Posted on

How to use s3 select in AWS SDK for Go

Consider that you have some compressed JSON data stored in an s3 bucket, for example, an event log — stream of JSON objects, one per line. You may, at some point, need to select a subset of such records based on their attribute.

For example, s3 object uncompressed content may look as follows:

{"user_id": 1, ...}
{"user_id": 2, ...}
{"user_id": 3, ...}
{"user_id": 1, ...}

And you'd want to get only records where user_id equals 1.

Omitting more heavy-weight way to do this with Amazon Athena, you have two options: (a) read object, decode it and filter required records in your code, or (b) use select object content s3 feature to do filtering for you.

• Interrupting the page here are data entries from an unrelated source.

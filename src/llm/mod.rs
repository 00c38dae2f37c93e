//! Language-model collaborator
//!
//! The core never sees prompt wording. It asks for a `PromptKind` with
//! structured parameters and receives JSON that must match the schema of
//! the expected output type. Anything else is `MalformedOutput`.

use crate::error::OrchestrationError;
use crate::Result;
use async_trait::async_trait;
use serde::de::DeserializeOwned;
use serde::{Deserialize, Serialize};
use serde_json::{json, Value};
use std::fmt;
use tracing::debug;

pub mod mock;
pub use mock::ScriptedModel;

/// Every model capability the turn pipeline uses
#[derive(Debug, Clone, Copy, PartialEq, Eq, Hash, Serialize, Deserialize)]
#[serde(rename_all = "snake_case")]
pub enum PromptKind {
    Route,
    Clarity,
    IntentGeneration,
    AmbiguityAnalysis,
    SqlSynthesis,
    SqlCorrection,
    SqlRefinement,
    QueryInsight,
    FollowUps,
    AnswerWording,
    HistorySummary,
}

impl PromptKind {
    /// One-line task statement handed to the provider with the parameters
    pub fn instruction(&self) -> &'static str {
        match self {
            PromptKind::Route => "Decide whether the question is small talk or already answered in the history (conversational), asks for data the schema cannot provide (data_unavailable), or needs analysis (continue).",
            PromptKind::Clarity => "Decide whether the question has a single obvious analytical interpretation against the schema (clear) or several (ambiguous).",
            PromptKind::IntentGeneration => "Rewrite the question as analytical intents for a SQL developer: one intent normally, 3 to 5 when the question is exploratory.",
            PromptKind::AmbiguityAnalysis => "Explain briefly what makes the question ambiguous and list 2 to 3 alternative analytical intents phrased as questions.",
            PromptKind::SqlSynthesis => "Write one read-only SQL query in the given dialect answering the intent. Multi-step intents become one query with staged CTEs.",
            PromptKind::SqlCorrection => "Correct the failing SQL query using the error message and schema.",
            PromptKind::SqlRefinement => "Rewrite the SQL query so its result is smaller: aggregate instead of listing, coarsen grouping, bucket, filter, or add a top-N limit.",
            PromptKind::QueryInsight => "State the key finding of the query result in plain language and list 0 to 3 short highlights (filters applied, time range, row limit).",
            PromptKind::FollowUps => "Suggest at most 2 next questions from the taxonomy that the schema supports.",
            PromptKind::AnswerWording => "Write the reply to the user for the given scenario using only the provided fields.",
            PromptKind::HistorySummary => "Distill the conversation into one summary paragraph of at most 400 tokens keeping specific details.",
        }
    }
}

impl fmt::Display for PromptKind {
    fn fmt(&self, f: &mut fmt::Formatter<'_>) -> fmt::Result {
        let s = serde_json::to_value(self)
            .ok()
            .and_then(|v| v.as_str().map(str::to_string))
            .unwrap_or_default();
        write!(f, "{}", s)
    }
}

/// One collaborator call
#[derive(Debug, Clone, Serialize)]
pub struct ModelRequest {
    pub kind: PromptKind,
    /// JSON schema the response must satisfy
    pub schema: Value,
    pub params: Value,
}

/// Opaque structured-output capability
#[async_trait]
pub trait LanguageModel: Send + Sync {
    async fn invoke(&self, request: ModelRequest) -> Result<Value>;
}

/// Output type of a prompt kind
pub trait StructuredOutput: DeserializeOwned {
    fn schema() -> Value;
}

/// Invoke the model and decode the result into `T`
pub async fn invoke_structured<T: StructuredOutput>(
    model: &dyn LanguageModel,
    kind: PromptKind,
    params: Value,
) -> Result<T> {
    debug!(prompt = %kind, "Invoking language model");

    let request = ModelRequest {
        kind,
        schema: T::schema(),
        params,
    };
    let raw = model.invoke(request).await?;

    serde_json::from_value(raw).map_err(|e| {
        OrchestrationError::MalformedOutput(format!("{} response: {}", kind, e))
    })
}

//
// ================= Structured outputs =================
//

#[derive(Debug, Clone, Copy, PartialEq, Eq, Serialize, Deserialize)]
#[serde(rename_all = "snake_case")]
pub enum RouteStep {
    Conversational,
    DataUnavailable,
    Continue,
}

#[derive(Debug, Clone, Serialize, Deserialize)]
pub struct RouteDecision {
    pub next_step: RouteStep,
    /// Alternative-analysis suggestion when data is unavailable
    #[serde(default)]
    pub note: Option<String>,
}

impl StructuredOutput for RouteDecision {
    fn schema() -> Value {
        json!({
            "type": "object",
            "properties": {
                "next_step": {"type": "string", "enum": ["conversational", "data_unavailable", "continue"]},
                "note": {"type": "string"}
            },
            "required": ["next_step"]
        })
    }
}

#[derive(Debug, Clone, Copy, PartialEq, Eq, Serialize, Deserialize)]
#[serde(rename_all = "snake_case")]
pub enum Clarity {
    Clear,
    Ambiguous,
}

#[derive(Debug, Clone, Serialize, Deserialize)]
pub struct ClarityVerdict {
    pub clarity: Clarity,
}

impl StructuredOutput for ClarityVerdict {
    fn schema() -> Value {
        json!({
            "type": "object",
            "properties": {"clarity": {"type": "string", "enum": ["clear", "ambiguous"]}},
            "required": ["clarity"]
        })
    }
}

#[derive(Debug, Clone, Serialize, Deserialize)]
pub struct AnalyticalIntents {
    pub intents: Vec<String>,
}

impl StructuredOutput for AnalyticalIntents {
    fn schema() -> Value {
        json!({
            "type": "object",
            "properties": {"intents": {"type": "array", "items": {"type": "string"}, "minItems": 1, "maxItems": 5}},
            "required": ["intents"]
        })
    }
}

#[derive(Debug, Clone, Serialize, Deserialize)]
pub struct AmbiguityAnalysis {
    pub explanation: String,
    pub candidate_questions: Vec<String>,
}

impl StructuredOutput for AmbiguityAnalysis {
    fn schema() -> Value {
        json!({
            "type": "object",
            "properties": {
                "explanation": {"type": "string"},
                "candidate_questions": {"type": "array", "items": {"type": "string"}, "minItems": 2, "maxItems": 3}
            },
            "required": ["explanation", "candidate_questions"]
        })
    }
}

/// Synthesized, corrected or refined SQL
#[derive(Debug, Clone, Serialize, Deserialize)]
pub struct SqlText {
    pub query: String,
}

impl StructuredOutput for SqlText {
    fn schema() -> Value {
        json!({
            "type": "object",
            "properties": {"query": {"type": "string"}},
            "required": ["query"]
        })
    }
}

#[derive(Debug, Clone, Serialize, Deserialize)]
pub struct QueryInsight {
    pub insight: String,
    #[serde(default)]
    pub highlights: Vec<String>,
}

impl StructuredOutput for QueryInsight {
    fn schema() -> Value {
        json!({
            "type": "object",
            "properties": {
                "insight": {"type": "string"},
                "highlights": {"type": "array", "items": {"type": "string"}, "maxItems": 3}
            },
            "required": ["insight"]
        })
    }
}

/// Follow-up suggestion taxonomy
#[derive(Debug, Clone, Copy, PartialEq, Eq, Serialize, Deserialize)]
#[serde(rename_all = "snake_case")]
pub enum FollowUpKind {
    TrendOverTime,
    DrillDown,
    TopContributors,
    CauseExploration,
    GranularityChange,
    TimeFiltering,
    AttributeFiltering,
}

#[derive(Debug, Clone, Serialize, Deserialize)]
pub struct FollowUpSuggestion {
    pub kind: FollowUpKind,
    pub question: String,
}

#[derive(Debug, Clone, Serialize, Deserialize)]
pub struct FollowUps {
    pub suggestions: Vec<FollowUpSuggestion>,
}

impl StructuredOutput for FollowUps {
    fn schema() -> Value {
        json!({
            "type": "object",
            "properties": {
                "suggestions": {
                    "type": "array",
                    "maxItems": 2,
                    "items": {
                        "type": "object",
                        "properties": {
                            "kind": {"type": "string", "enum": [
                                "trend_over_time", "drill_down", "top_contributors", "cause_exploration",
                                "granularity_change", "time_filtering", "attribute_filtering"
                            ]},
                            "question": {"type": "string"}
                        },
                        "required": ["kind", "question"]
                    }
                }
            },
            "required": ["suggestions"]
        })
    }
}

#[derive(Debug, Clone, Serialize, Deserialize)]
pub struct WordedAnswer {
    pub answer: String,
}

impl StructuredOutput for WordedAnswer {
    fn schema() -> Value {
        json!({
            "type": "object",
            "properties": {"answer": {"type": "string"}},
            "required": ["answer"]
        })
    }
}

#[derive(Debug, Clone, Serialize, Deserialize)]
pub struct HistorySummary {
    pub summary: String,
}

impl StructuredOutput for HistorySummary {
    fn schema() -> Value {
        json!({
            "type": "object",
            "properties": {"summary": {"type": "string"}},
            "required": ["summary"]
        })
    }
}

SelectObjectContent SDK method is used to issue SELECT command against s3 object. Considering the data structure above, input for this call may look like this:

input := &s3.SelectObjectContentInput{
	Bucket:         aws.String(bucket),
	Key:            aws.String(key),
	Expression:     aws.String(fmt.Sprintf("select * from S3Object where S3Object.user_id=%d", uid)),
	ExpressionType: aws.String("SQL"),
	InputSerialization: &s3.InputSerialization{
		CompressionType: aws.String("GZIP"),
		JSON:            &s3.JSONInput{Type: aws.String("LINES")},
	},
	OutputSerialization: &s3.OutputSerialization{
		JSON: &s3.JSONOutput{RecordDelimiter: aws.String("\n")},
	},
}

Notice how SQL query is constructed here:

select * from S3Object where S3Object.user_id=ID

Input here is configured to handle data as gzipped and having single json object per line, while output is configured to also be in json format with records separated by newlines, effectively providing the same structure as input data.

Upon calling API with given input, our code is provided with s3.SelectObjectContentOutput in response, which allows receiving filtered subset of data in a streaming manner:

out, err := svc.SelectObjectContentWithContext(ctx, input)
if err != nil {
	return err
}
defer out.EventStream.Close()

Returned stream (out.EventStream) may provide multiple types of messages, some of them carry data while others only signal progress and few other things. For the goal of reading data only messages of *s3.RecordsEvent type are useful:

for evt := range out.EventStream.Events() {
	switch e := evt.(type) {
	case *s3.RecordsEvent:
		// do something useful with e.Payload, which is []byte
	}
}

And that's it! The complete code filtering s3 json.gz object by user_id attribute looks like this:

package s3select

import (
	"context"
	"fmt"
	"io"

	"github.com/aws/aws-sdk-go/aws"
	"github.com/aws/aws-sdk-go/service/s3"
)

// FilterByUser writes to w subset of json records with user_id matching uid
// from s3 object defined by bucket and key.
func FilterByUser(ctx context.Context, svc *s3.S3, w io.Writer, bucket, key string, uid uint64) error {
	input := &s3.SelectObjectContentInput{
		Bucket:         aws.String(bucket),
		Key:            aws.String(key),
		Expression:     aws.String(fmt.Sprintf("select * from S3Object where S3Object.user_id=%d", uid)),
		ExpressionType: aws.String("SQL"),
		InputSerialization: &s3.InputSerialization{
			CompressionType: aws.String("GZIP"),
			JSON:            &s3.JSONInput{Type: aws.String("LINES")},
		},
		OutputSerialization: &s3.OutputSerialization{
			JSON: &s3.JSONOutput{RecordDelimiter: aws.String("\n")},
		},
	}
	out, err := svc.SelectObjectContentWithContext(ctx, input)
	if err != nil {
		return err
	}
	defer out.EventStream.Close()

	for evt := range out.EventStream.Events() {
		switch e := evt.(type) {
		case *s3.RecordsEvent:
			if _, err := w.Write(e.Payload); err != nil {
				return err
			}
		}
	}
	return out.EventStream.Err()
}